Through their "One Corridor Focus" initiative, the Michigan Department of Transportation (MDOT) manages work zones along key corridors as a single unit rather than discrete projects, enabling MDOT to better mitigate travel time delay during construction and maintenance activities. The One Corridor Focus began as a result of lengthy travel delays due to 19 concurrent reconstruction projects on Interstate 94 (I–94) in 2010, a corridor that stretches 250 miles through three MDOT regions. MDOT uses several methods to manage and coordinate road projects along key corridors, including establishing goals and measuring performance during construction, applying consistent work zone standards, and coordinating with stakeholders throughout planning and construction.

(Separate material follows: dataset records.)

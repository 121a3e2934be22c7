use vigil_types::EntityId;

use crate::provider::ProviderError;

/// Errors from the analysis API itself.
///
/// Analyzer misbehaviour never shows up here; it becomes a fault record.
#[derive(Debug, thiserror::Error)]
pub enum AnalyzeError {
    #[error("entity '{0}' is not part of the workspace")]
    UnknownEntity(EntityId),
    #[error(transparent)]
    Provider(#[from] ProviderError),
    #[error("analysis cancelled")]
    Cancelled,
    #[error("analysis service has shut down")]
    ShutDown,
    /// The entity changed under every attempt to analyze it.
    #[error("entity '{entity}' kept changing; gave up after {attempts} attempts")]
    Unsettled { entity: EntityId, attempts: usize },
}

impl AnalyzeError {
    #[must_use]
    pub fn is_cancelled(&self) -> bool {
        matches!(self, Self::Cancelled)
    }
}
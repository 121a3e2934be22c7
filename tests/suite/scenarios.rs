//! End-to-end scenarios against the public service API.

use std::sync::Arc;

use vigil_analyzers::{Analyzer, CancellationToken};
use vigil_types::{EntityId, LanguageTag, Severity};

use crate::common::{AlwaysWarns, Counting, Harness, MemberCount, reference, rust, workspace_reference};

#[tokio::test]
async fn always_warns_is_stable_across_calls() {
    let test_lang = LanguageTag::parse("TestLang");
    let harness = Harness::new(vec![reference(
        "test-lang",
        &test_lang,
        &[AlwaysWarns::new() as Arc<dyn Analyzer>],
    )]);
    let id = harness.open("sample.test", test_lang, "fixed content\n");
    let cancel = CancellationToken::new();

    let first = harness.service.analyze(&id, &cancel).await.unwrap();
    let second = harness.service.analyze(&id, &cancel).await.unwrap();

    assert_eq!(first.diagnostics.len(), 1);
    let warning = &first.diagnostics[0];
    assert_eq!(warning.id(), AlwaysWarns::DIAGNOSTIC_ID);
    assert_eq!(warning.severity(), Severity::Warning);
    assert_eq!(second.version, first.version);
    assert_eq!(second.diagnostics[0].span(), warning.span());
}

#[tokio::test]
async fn removing_a_reference_forces_recomputation() {
    let kept = Counting::new("kept", "fn");
    let dropped = Counting::new("dropped", "fn");
    let harness = Harness::new(vec![
        reference("kept", &rust(), &[Arc::clone(&kept) as Arc<dyn Analyzer>]),
        reference("dropped", &rust(), &[Arc::clone(&dropped) as Arc<dyn Analyzer>]),
    ]);
    let id = harness.open("lib.rs", rust(), "fn main() {}\n");
    let cancel = CancellationToken::new();

    let before = harness.service.analyze(&id, &cancel).await.unwrap();
    assert_eq!(before.diagnostics.len(), 2);

    let old_fingerprint = harness.service.map().fingerprint();
    assert!(harness.service.remove_reference(&"dropped".into()));
    assert_ne!(harness.service.map().fingerprint(), old_fingerprint);

    let after = harness.service.analyze(&id, &cancel).await.unwrap();
    assert_eq!(kept.runs(), 2);
    assert_eq!(dropped.runs(), 1);
    assert_eq!(after.diagnostics.len(), 1);
    assert_eq!(after.diagnostics[0].id(), "KEPT-HIT");
    assert_ne!(after, before);
}

#[tokio::test]
async fn replacing_a_reference_with_the_same_origin_recomputes() {
    let old = Counting::new("len", "OLD");
    let new = Counting::new("len", "NEW");
    let harness = Harness::new(vec![reference(
        "builtin:text",
        &rust(),
        &[Arc::clone(&old) as Arc<dyn Analyzer>],
    )]);
    let id = harness.open("lib.rs", rust(), "OLD NEW\n");
    let cancel = CancellationToken::new();

    let before = harness.service.analyze(&id, &cancel).await.unwrap();
    assert_eq!(before.diagnostics[0].message(), "found 'OLD'");

    harness.service.set_references(vec![reference(
        "builtin:text",
        &rust(),
        &[Arc::clone(&new) as Arc<dyn Analyzer>],
    )]);
    let after = harness.service.analyze(&id, &cancel).await.unwrap();
    assert_eq!(after.diagnostics.len(), 1);
    assert_eq!(after.diagnostics[0].message(), "found 'NEW'");
    assert_eq!((old.runs(), new.runs()), (1, 1));
}

#[tokio::test]
async fn adding_a_reference_extends_results() {
    let harness = Harness::new(vec![reference(
        "base",
        &rust(),
        &[Counting::new("base", "fn") as Arc<dyn Analyzer>],
    )]);
    let id = harness.open("lib.rs", rust(), "fn main() {}\n");
    let cancel = CancellationToken::new();
    assert_eq!(
        harness.service.analyze(&id, &cancel).await.unwrap().diagnostics.len(),
        1
    );

    harness.service.add_reference(reference(
        "extra",
        &rust(),
        &[AlwaysWarns::new() as Arc<dyn Analyzer>],
    ));
    let ids: Vec<String> = harness
        .service
        .reference_ids()
        .iter()
        .map(ToString::to_string)
        .collect();
    assert_eq!(ids, vec!["base", "extra"]);

    let merged = harness.service.analyze(&id, &cancel).await.unwrap();
    let found: Vec<&str> = merged.diagnostics.iter().map(|d| d.id()).collect();
    assert_eq!(found, vec!["BASE-HIT", AlwaysWarns::DIAGNOSTIC_ID]);
}

#[tokio::test]
async fn project_sees_its_members() {
    let harness = Harness::new(vec![workspace_reference(
        "workspace",
        &[MemberCount::new() as Arc<dyn Analyzer>],
    )]);
    let project = EntityId::new("app");
    harness
        .workspace
        .add_project(project.clone(), rust())
        .unwrap();
    for name in ["a.rs", "b.rs"] {
        harness
            .workspace
            .open_document(Some(&project), EntityId::new(name), rust(), "fn x() {}\n")
            .unwrap();
    }

    let all = harness
        .service
        .analyze_all(&CancellationToken::new())
        .await
        .unwrap();
    let entities: Vec<&str> = all.iter().map(|m| m.entity.as_str()).collect();
    assert_eq!(entities, vec!["a.rs", "app", "b.rs"]);

    let app = all.iter().find(|m| m.entity == project).unwrap();
    assert_eq!(app.diagnostics.len(), 1);
    assert_eq!(app.diagnostics[0].message(), "2 members");
    assert!(all.iter().filter(|m| m.entity != project).all(|m| m.diagnostics.is_empty()));
}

Chart of the number of construction event communications by month

Corridor Performance Measures.

Travel time delay is a key indicator of mobility performance along a corridor. Through the Michigan Work Zone Safety and Mobility Policy, MDOT had established a performance standard of no more than 10 minutes of delay for an individual project. However, MDOT realized that when there are several projects along a corridor, the total delay could quickly become unacceptable to motorists even if each project met the 10-minute delay threshold. To limit the overall delay along a corridor, MDOT determines a total amount of acceptable travel delay in minutes across all the work zones in the corridor. MDOT measures travel delay using speed data collected by their traffic management system. MDOT is able to calculate average delay per vehicle by segment, percentage of traffic operating at posted speeds, and minutes of travel time delay during peak and nonpeak travel times, by segment. To minimize travel times, MDOT applies consistent work zone standards along the corridor and coordinates project schedules and lane closures among corridor stakeholders.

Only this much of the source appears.